§ Records supplied
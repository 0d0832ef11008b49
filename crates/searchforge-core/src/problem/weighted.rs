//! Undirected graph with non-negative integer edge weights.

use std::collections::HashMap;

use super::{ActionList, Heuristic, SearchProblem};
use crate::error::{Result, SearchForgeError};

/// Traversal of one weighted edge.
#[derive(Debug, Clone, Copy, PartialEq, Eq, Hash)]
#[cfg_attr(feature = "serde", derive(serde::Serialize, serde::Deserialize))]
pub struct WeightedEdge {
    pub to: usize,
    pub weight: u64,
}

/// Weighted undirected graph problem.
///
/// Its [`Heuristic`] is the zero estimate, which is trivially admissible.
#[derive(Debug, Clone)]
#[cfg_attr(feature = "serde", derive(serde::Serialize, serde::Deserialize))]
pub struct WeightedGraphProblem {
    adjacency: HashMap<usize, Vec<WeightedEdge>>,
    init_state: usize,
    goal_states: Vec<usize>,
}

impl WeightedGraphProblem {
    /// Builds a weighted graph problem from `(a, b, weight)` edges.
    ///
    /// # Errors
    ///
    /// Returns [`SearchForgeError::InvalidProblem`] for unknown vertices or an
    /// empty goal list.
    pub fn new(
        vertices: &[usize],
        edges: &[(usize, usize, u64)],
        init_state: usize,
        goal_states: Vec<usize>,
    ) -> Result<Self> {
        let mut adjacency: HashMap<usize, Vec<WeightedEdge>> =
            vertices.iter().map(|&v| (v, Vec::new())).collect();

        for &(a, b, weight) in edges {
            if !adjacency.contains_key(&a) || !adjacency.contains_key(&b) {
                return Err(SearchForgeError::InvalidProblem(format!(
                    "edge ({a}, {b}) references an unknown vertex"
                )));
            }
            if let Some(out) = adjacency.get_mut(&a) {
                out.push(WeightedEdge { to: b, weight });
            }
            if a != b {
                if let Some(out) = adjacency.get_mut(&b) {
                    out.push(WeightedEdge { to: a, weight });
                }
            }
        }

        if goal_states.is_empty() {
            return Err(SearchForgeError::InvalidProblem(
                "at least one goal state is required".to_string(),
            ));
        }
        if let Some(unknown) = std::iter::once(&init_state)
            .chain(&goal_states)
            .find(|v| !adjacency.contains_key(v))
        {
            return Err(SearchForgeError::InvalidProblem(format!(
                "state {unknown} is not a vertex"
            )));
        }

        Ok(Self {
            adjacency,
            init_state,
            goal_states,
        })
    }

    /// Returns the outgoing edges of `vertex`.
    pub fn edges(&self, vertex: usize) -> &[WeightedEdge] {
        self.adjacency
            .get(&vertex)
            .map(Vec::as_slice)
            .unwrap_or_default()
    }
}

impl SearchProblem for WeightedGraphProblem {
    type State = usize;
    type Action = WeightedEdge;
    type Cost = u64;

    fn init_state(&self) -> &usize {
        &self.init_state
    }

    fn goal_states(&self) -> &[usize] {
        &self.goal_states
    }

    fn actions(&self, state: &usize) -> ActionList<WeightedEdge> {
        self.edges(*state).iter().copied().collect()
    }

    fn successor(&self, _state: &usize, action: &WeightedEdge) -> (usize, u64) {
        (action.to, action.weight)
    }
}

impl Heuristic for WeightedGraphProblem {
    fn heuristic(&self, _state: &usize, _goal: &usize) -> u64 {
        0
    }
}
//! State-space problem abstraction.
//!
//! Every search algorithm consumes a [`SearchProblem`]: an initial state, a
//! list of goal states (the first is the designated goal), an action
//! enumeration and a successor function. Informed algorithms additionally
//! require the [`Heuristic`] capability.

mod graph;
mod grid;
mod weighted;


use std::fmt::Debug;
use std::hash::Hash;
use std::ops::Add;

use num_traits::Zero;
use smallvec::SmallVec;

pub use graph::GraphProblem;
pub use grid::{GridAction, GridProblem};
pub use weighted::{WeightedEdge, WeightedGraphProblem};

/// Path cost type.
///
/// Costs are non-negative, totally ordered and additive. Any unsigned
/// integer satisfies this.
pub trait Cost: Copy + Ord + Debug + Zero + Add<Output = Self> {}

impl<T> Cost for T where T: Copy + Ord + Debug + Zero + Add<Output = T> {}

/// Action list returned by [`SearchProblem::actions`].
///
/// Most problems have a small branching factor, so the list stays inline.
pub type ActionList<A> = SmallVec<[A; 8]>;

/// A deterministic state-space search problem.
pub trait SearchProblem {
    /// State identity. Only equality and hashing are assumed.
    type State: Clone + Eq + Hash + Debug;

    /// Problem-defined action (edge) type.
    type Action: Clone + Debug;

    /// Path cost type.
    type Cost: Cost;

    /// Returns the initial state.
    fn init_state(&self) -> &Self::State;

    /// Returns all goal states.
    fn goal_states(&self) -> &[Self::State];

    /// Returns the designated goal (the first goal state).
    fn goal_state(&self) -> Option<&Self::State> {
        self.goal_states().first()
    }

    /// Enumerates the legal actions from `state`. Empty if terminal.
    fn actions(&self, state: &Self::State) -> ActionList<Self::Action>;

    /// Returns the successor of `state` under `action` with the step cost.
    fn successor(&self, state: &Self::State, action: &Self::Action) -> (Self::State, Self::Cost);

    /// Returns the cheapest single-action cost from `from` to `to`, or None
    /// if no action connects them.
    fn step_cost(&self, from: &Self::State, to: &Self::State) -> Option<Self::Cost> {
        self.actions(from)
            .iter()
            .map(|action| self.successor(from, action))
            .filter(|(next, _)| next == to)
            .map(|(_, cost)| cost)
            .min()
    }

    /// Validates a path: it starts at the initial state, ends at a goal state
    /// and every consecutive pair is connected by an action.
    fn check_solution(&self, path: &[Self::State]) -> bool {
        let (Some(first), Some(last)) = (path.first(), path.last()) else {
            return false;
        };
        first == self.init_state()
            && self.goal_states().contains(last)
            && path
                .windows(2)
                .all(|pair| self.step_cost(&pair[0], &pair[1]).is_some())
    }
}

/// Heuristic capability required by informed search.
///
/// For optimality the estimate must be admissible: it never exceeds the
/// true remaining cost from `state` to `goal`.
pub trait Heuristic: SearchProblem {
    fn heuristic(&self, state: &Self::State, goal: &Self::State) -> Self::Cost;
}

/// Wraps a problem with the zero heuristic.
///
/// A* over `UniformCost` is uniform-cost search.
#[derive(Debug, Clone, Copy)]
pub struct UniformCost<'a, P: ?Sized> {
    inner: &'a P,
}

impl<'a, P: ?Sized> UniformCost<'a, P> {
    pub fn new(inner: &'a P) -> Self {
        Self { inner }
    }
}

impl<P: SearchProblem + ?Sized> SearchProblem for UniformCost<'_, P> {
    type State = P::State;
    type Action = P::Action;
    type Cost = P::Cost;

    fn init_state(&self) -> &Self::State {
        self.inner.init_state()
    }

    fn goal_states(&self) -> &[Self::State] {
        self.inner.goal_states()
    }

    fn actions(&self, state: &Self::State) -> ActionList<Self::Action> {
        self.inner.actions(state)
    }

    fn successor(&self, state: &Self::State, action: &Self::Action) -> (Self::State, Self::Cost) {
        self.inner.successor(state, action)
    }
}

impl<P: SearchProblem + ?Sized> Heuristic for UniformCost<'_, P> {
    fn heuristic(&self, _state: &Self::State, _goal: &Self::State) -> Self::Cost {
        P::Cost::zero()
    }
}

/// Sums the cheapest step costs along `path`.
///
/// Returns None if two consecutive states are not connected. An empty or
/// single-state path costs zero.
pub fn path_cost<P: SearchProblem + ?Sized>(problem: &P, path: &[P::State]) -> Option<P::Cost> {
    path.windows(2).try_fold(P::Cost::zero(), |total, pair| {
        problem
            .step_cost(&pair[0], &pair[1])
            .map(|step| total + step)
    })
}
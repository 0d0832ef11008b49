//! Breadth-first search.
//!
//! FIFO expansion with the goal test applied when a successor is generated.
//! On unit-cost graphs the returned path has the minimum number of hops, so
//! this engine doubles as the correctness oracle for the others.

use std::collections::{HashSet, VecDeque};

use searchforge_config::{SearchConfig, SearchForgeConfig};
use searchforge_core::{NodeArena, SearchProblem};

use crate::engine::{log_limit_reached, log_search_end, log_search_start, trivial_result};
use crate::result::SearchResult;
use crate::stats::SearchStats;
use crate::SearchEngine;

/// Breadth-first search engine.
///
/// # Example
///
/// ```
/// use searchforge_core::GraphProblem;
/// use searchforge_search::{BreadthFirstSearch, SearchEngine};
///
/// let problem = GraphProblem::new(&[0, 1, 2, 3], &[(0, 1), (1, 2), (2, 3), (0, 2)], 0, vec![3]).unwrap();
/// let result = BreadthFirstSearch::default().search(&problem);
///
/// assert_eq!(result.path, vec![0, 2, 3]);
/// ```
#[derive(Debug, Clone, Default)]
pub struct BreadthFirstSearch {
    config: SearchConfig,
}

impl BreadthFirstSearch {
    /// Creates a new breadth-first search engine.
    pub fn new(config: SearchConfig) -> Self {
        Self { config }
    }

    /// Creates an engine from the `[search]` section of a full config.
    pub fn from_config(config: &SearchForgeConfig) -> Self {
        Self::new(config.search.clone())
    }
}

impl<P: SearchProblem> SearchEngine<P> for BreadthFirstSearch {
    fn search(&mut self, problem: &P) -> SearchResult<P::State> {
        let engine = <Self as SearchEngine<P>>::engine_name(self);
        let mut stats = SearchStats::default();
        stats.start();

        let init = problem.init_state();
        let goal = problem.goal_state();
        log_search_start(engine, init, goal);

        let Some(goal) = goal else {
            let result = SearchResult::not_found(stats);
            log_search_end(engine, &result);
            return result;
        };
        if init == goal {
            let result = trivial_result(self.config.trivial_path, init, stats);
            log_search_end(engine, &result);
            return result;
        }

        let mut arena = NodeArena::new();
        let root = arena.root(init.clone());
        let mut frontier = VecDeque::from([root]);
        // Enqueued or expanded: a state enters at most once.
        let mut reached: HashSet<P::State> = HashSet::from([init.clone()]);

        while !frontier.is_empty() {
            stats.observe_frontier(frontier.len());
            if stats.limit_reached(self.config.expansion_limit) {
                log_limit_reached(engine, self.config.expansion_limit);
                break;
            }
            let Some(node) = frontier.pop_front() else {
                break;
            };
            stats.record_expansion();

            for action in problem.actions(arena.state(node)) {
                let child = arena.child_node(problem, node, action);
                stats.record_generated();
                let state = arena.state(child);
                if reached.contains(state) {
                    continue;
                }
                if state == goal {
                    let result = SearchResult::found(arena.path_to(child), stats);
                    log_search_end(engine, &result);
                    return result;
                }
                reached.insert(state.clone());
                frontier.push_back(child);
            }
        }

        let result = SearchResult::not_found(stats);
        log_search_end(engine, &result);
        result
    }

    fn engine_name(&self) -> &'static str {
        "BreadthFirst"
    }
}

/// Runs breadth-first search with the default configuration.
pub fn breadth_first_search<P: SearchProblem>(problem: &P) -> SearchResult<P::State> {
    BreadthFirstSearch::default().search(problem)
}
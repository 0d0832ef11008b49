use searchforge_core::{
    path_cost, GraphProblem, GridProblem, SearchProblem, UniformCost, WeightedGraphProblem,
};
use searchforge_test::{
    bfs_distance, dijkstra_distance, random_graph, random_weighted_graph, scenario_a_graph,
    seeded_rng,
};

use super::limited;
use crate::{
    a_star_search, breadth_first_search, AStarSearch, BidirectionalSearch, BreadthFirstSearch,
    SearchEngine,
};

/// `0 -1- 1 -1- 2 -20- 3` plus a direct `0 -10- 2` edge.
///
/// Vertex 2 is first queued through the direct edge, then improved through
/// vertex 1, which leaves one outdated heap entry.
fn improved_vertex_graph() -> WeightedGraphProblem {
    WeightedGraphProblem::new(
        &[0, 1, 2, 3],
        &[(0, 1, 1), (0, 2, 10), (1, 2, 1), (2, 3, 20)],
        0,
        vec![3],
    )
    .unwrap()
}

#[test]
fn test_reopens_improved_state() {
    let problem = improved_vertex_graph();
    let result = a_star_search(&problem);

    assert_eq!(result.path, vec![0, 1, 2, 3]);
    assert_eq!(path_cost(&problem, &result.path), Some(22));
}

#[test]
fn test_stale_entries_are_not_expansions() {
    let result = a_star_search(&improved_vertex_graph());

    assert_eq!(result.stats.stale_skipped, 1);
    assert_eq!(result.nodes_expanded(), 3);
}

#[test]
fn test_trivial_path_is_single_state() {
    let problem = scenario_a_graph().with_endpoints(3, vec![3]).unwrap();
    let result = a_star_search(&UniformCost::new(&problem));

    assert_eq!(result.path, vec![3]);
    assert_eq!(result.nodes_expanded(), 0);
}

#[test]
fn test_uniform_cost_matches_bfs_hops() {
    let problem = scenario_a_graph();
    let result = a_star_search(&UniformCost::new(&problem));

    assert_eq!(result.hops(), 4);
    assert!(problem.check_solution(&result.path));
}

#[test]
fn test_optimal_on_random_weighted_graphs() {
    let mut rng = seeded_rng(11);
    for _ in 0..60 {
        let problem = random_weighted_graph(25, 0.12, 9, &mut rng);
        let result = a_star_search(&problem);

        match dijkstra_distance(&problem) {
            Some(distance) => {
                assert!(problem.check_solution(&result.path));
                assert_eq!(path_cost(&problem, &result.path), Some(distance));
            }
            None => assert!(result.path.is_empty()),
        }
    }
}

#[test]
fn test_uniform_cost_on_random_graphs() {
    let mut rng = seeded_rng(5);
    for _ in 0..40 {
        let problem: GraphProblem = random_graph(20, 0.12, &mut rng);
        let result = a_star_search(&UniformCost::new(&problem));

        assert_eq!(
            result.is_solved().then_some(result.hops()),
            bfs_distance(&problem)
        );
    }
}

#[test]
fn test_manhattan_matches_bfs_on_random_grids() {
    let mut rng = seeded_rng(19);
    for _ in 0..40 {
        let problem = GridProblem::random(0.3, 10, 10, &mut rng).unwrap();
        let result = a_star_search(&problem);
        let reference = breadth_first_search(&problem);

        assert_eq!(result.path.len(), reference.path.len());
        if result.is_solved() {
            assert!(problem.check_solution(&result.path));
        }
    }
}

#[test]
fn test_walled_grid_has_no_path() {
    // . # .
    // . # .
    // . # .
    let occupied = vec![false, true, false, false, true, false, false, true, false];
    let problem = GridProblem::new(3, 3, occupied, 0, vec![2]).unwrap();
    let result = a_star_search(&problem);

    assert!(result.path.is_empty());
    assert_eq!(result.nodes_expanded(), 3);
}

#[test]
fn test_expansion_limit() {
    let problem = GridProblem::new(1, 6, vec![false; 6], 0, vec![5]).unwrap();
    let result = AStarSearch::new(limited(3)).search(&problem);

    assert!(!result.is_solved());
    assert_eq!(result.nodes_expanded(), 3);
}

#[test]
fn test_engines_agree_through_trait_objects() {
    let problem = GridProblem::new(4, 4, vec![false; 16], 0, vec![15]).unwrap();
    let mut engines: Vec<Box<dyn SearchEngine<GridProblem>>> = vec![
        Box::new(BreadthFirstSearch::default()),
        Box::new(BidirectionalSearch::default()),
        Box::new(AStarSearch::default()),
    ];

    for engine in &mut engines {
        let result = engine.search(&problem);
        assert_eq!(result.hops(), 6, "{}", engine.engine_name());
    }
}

§ Required action
Consider the material above. Report how many of its lines contain the word "limited", and nothing more.

§ Answer area
2